## Requirement
Every record must appear in the response exactly as given.

(Stored items)
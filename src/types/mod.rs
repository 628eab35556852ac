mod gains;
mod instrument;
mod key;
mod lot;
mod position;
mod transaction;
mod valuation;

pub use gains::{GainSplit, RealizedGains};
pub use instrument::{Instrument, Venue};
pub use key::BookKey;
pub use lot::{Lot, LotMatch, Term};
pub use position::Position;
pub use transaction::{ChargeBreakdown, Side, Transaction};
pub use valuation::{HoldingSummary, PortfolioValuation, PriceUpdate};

## Exercise solution
filename src/types/mod.rs
repository 628eab35556852ac
mod gains;
mod instrument;
mod key;
mod lot;
mod position;
mod transaction;
mod valuation;

pub use gains::{GainSplit, RealizedGains};
pub use instrument::{Instrument, Venue};
pub use key::BookKey;
pub use lot::{Lot, LotMatch, Term};
pub use position::Position;
pub use transaction::{ChargeBreakdown, Side, Transaction};
pub use valuation::{HoldingSummary, PortfolioValuation, PriceUpdate};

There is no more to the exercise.